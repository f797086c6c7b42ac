// Job configuration and metric-to-table mapping reads (plus operator-side registration).

use std::collections::HashMap;

use sqlx::Row;
use sqlx::any::AnyRow;
use tracing::{error, instrument, warn};

use super::Warehouse;
use crate::error::{BatchResult, ConfigError};
use crate::models::{
    Job, JobDefinition, JobMetric, JobRows, MetricTableMapping, normalize_metric_name,
    split_aggregation_types,
};

impl Warehouse {
    /// Enabled jobs with their definition (if any) and metric rows.
    #[instrument(skip(self), fields(repo = "warehouse", operation = "load_enabled_jobs"))]
    pub async fn load_enabled_jobs(&self) -> BatchResult<Vec<JobRows>> {
        let rows = sqlx::query(
            "SELECT j.job_name, j.job_type, j.event_name, j.create_time, j.update_time,
                    d.job_name AS def_job_name, d.focal_entity, d.focal_type, d.resource_filter,
                    d.granularity, d.job_delay, d.timezone, d.start_time, d.end_time, d.job_sub_type
             FROM batch_jobs j
             LEFT JOIN batchjob_definitions d ON d.job_name = j.job_name
             WHERE j.enable_flag = TRUE
             ORDER BY j.job_name",
        )
        .fetch_all(&self.pool)
        .await?;

        let mut jobs = Vec::with_capacity(rows.len());
        for row in &rows {
            let name: String = match row.try_get("job_name") {
                Ok(name) => name,
                Err(e) => {
                    error!(error = %e, "job row skipped: job_name unreadable");
                    continue;
                }
            };
            match parse_job_row(row) {
                Ok(job) => jobs.push(job),
                Err(e) => {
                    warn!(job = %name, error = %e, "job row unreadable");
                    jobs.push(JobRows::unreadable(name, e));
                }
            }
        }

        let metric_rows = sqlx::query(
            "SELECT m.job_name, m.metric_name, m.entity, m.aggregation_types
             FROM batchjob_metrics m
             JOIN batch_jobs j ON j.job_name = m.job_name
             WHERE j.enable_flag = TRUE
             ORDER BY m.job_name, m.metric_name, m.entity",
        )
        .fetch_all(&self.pool)
        .await?;

        let mut by_job: HashMap<String, (Vec<JobMetric>, Vec<(String, ConfigError)>)> =
            HashMap::new();
        for row in &metric_rows {
            let job_name: String = match row.try_get("job_name") {
                Ok(name) => name,
                Err(e) => {
                    error!(error = %e, "metric row skipped: job_name unreadable");
                    continue;
                }
            };
            let (metrics, failed) = by_job.entry(job_name).or_default();
            match parse_metric_row(row) {
                Ok(m) => metrics.push(m),
                Err(e) => {
                    let metric = row
                        .try_get::<String, _>("metric_name")
                        .unwrap_or_else(|_| "<unreadable>".to_string());
                    failed.push((metric, e));
                }
            }
        }

        for j in &mut jobs {
            if let Some((metrics, failed)) = by_job.remove(&j.job.name) {
                j.metrics = metrics;
                j.unreadable_metrics = failed;
            }
        }
        Ok(jobs)
    }

    /// Tables holding raw values for `metric` (compared after normalization).
    #[instrument(skip(self), fields(repo = "warehouse", operation = "mappings_for"))]
    pub async fn mappings_for(&self, metric: &str) -> BatchResult<Vec<MetricTableMapping>> {
        let rows = sqlx::query(
            "SELECT metricname, tablename, layout, entity_column, timestamp_column, name_column, value_column
             FROM metricsandtables
             WHERE REPLACE(LOWER(metricname), '.', '_') = $1
             ORDER BY tablename",
        )
        .bind(normalize_metric_name(metric))
        .fetch_all(&self.pool)
        .await?;

        let mut out = Vec::with_capacity(rows.len());
        for row in &rows {
            let layout: String = row.try_get("layout")?;
            out.push(MetricTableMapping {
                metric_name: row.try_get("metricname")?,
                table_name: row.try_get("tablename")?,
                layout: layout.parse()?,
                entity_column: row.try_get("entity_column")?,
                timestamp_column: row.try_get("timestamp_column")?,
                name_column: row.try_get("name_column")?,
                value_column: row.try_get("value_column")?,
            });
        }
        Ok(out)
    }

    /// Creates or replaces a job, its definition and its metric list in one transaction.
    #[instrument(skip_all, fields(repo = "warehouse", operation = "register_job", job = %job.name))]
    pub async fn register_job(
        &self,
        job: &Job,
        definition: &JobDefinition,
        metrics: &[JobMetric],
    ) -> BatchResult<()> {
        let mut tx = self.pool.begin().await?;

        sqlx::query(
            "INSERT INTO batch_jobs (job_name, job_type, event_name, enable_flag, create_time, update_time)
             VALUES ($1, $2, $3, $4, $5, $6)
             ON CONFLICT (job_name) DO UPDATE SET
                job_type = excluded.job_type,
                event_name = excluded.event_name,
                enable_flag = excluded.enable_flag,
                update_time = excluded.update_time",
        )
        .bind(job.name.as_str())
        .bind(job.job_type.as_str())
        .bind(job.event_name.as_str())
        .bind(job.enabled)
        .bind(job.created_at)
        .bind(job.updated_at)
        .execute(&mut *tx)
        .await?;

        sqlx::query(
            "INSERT INTO batchjob_definitions
                (job_name, focal_entity, focal_type, resource_filter, granularity, job_delay,
                 timezone, start_time, end_time, job_sub_type)
             VALUES ($1, $2, $3, $4, $5, $6, $7, $8, $9, $10)
             ON CONFLICT (job_name) DO UPDATE SET
                focal_entity = excluded.focal_entity,
                focal_type = excluded.focal_type,
                resource_filter = excluded.resource_filter,
                granularity = excluded.granularity,
                job_delay = excluded.job_delay,
                timezone = excluded.timezone,
                start_time = excluded.start_time,
                end_time = excluded.end_time,
                job_sub_type = excluded.job_sub_type",
        )
        .bind(job.name.as_str())
        .bind(definition.focal_entity.clone())
        .bind(definition.focal_type.clone())
        .bind(definition.resource_filter.clone())
        .bind(definition.granularity.as_str())
        .bind(definition.delay)
        .bind(definition.timezone.clone())
        .bind(definition.start_time)
        .bind(definition.end_time)
        .bind(definition.job_sub_type.clone())
        .execute(&mut *tx)
        .await?;

        sqlx::query("DELETE FROM batchjob_metrics WHERE job_name = $1")
            .bind(job.name.as_str())
            .execute(&mut *tx)
            .await?;

        for m in metrics {
            sqlx::query(
                "INSERT INTO batchjob_metrics (job_name, metric_name, entity, aggregation_types)
                 VALUES ($1, $2, $3, $4)",
            )
            .bind(job.name.as_str())
            .bind(m.metric_name.as_str())
            .bind(m.entity.as_str())
            .bind(m.aggregation_types.join(","))
            .execute(&mut *tx)
            .await?;
        }

        tx.commit().await?;
        Ok(())
    }

    /// Toggles a job without touching its definition.
    pub async fn set_job_enabled(&self, job_name: &str, enabled: bool, now_ms: i64) -> BatchResult<u64> {
        let r = sqlx::query("UPDATE batch_jobs SET enable_flag = $1, update_time = $2 WHERE job_name = $3")
            .bind(enabled)
            .bind(now_ms)
            .bind(job_name)
            .execute(&self.pool)
            .await?;
        Ok(r.rows_affected())
    }

    pub async fn register_mapping(&self, m: &MetricTableMapping) -> BatchResult<()> {
        sqlx::query(
            "INSERT INTO metricsandtables
                (metricname, tablename, layout, entity_column, timestamp_column, name_column, value_column)
             VALUES ($1, $2, $3, $4, $5, $6, $7)
             ON CONFLICT (metricname, tablename) DO UPDATE SET
                layout = excluded.layout,
                entity_column = excluded.entity_column,
                timestamp_column = excluded.timestamp_column,
                name_column = excluded.name_column,
                value_column = excluded.value_column",
        )
        .bind(m.metric_name.as_str())
        .bind(m.table_name.as_str())
        .bind(m.layout.as_str())
        .bind(m.entity_column.clone())
        .bind(m.timestamp_column.as_str())
        .bind(m.name_column.clone())
        .bind(m.value_column.clone())
        .execute(&self.pool)
        .await?;
        Ok(())
    }
}

fn unreadable(table: &'static str) -> impl Fn(sqlx::Error) -> ConfigError {
    move |e| ConfigError::UnreadableRow {
        table,
        reason: e.to_string(),
    }
}

fn parse_job_row(row: &AnyRow) -> Result<JobRows, ConfigError> {
    let jobs_err = unreadable("batch_jobs");
    let job = Job {
        name: row.try_get("job_name").map_err(&jobs_err)?,
        job_type: row.try_get("job_type").map_err(&jobs_err)?,
        event_name: row.try_get("event_name").map_err(&jobs_err)?,
        enabled: true,
        created_at: row.try_get("create_time").map_err(&jobs_err)?,
        updated_at: row.try_get("update_time").map_err(&jobs_err)?,
    };
    let def_err = unreadable("batchjob_definitions");
    let def_job_name: Option<String> = row.try_get("def_job_name").map_err(&def_err)?;
    let definition = match def_job_name {
        None => None,
        Some(_) => Some(JobDefinition {
            focal_entity: row.try_get("focal_entity").map_err(&def_err)?,
            focal_type: row.try_get("focal_type").map_err(&def_err)?,
            resource_filter: row.try_get("resource_filter").map_err(&def_err)?,
            granularity: row.try_get("granularity").map_err(&def_err)?,
            delay: row.try_get("job_delay").map_err(&def_err)?,
            timezone: row.try_get("timezone").map_err(&def_err)?,
            start_time: row.try_get("start_time").map_err(&def_err)?,
            end_time: row.try_get("end_time").map_err(&def_err)?,
            job_sub_type: row.try_get("job_sub_type").map_err(&def_err)?,
        }),
    };
    Ok(JobRows {
        job,
        definition,
        metrics: Vec::new(),
        unreadable: None,
        unreadable_metrics: Vec::new(),
    })
}

fn parse_metric_row(row: &AnyRow) -> Result<JobMetric, ConfigError> {
    let err = unreadable("batchjob_metrics");
    let stored: String = row.try_get("aggregation_types").map_err(&err)?;
    Ok(JobMetric {
        metric_name: row.try_get("metric_name").map_err(&err)?,
        entity: row.try_get("entity").map_err(&err)?,
        aggregation_types: split_aggregation_types(&stored),
    })
}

** Task directions **
Ending with the line containing "FROM batch_jobs j", please print exactly the lines of the material above from its first line onward, and nothing else.

** Answer box **
repository f797086c6c7b42ac
// Job configuration and metric-to-table mapping reads (plus operator-side registration).

use std::collections::HashMap;

use sqlx::Row;
use sqlx::any::AnyRow;
use tracing::{error, instrument, warn};

use super::Warehouse;
use crate::error::{BatchResult, ConfigError};
use crate::models::{
    Job, JobDefinition, JobMetric, JobRows, MetricTableMapping, normalize_metric_name,
    split_aggregation_types,
};

impl Warehouse {
    /// Enabled jobs with their definition (if any) and metric rows.
    #[instrument(skip(self), fields(repo = "warehouse", operation = "load_enabled_jobs"))]
    pub async fn load_enabled_jobs(&self) -> BatchResult<Vec<JobRows>> {
        let rows = sqlx::query(
            "SELECT j.job_name, j.job_type, j.event_name, j.create_time, j.update_time,
                    d.job_name AS def_job_name, d.focal_entity, d.focal_type, d.resource_filter,
                    d.granularity, d.job_delay, d.timezone, d.start_time, d.end_time, d.job_sub_type
             FROM batch_jobs j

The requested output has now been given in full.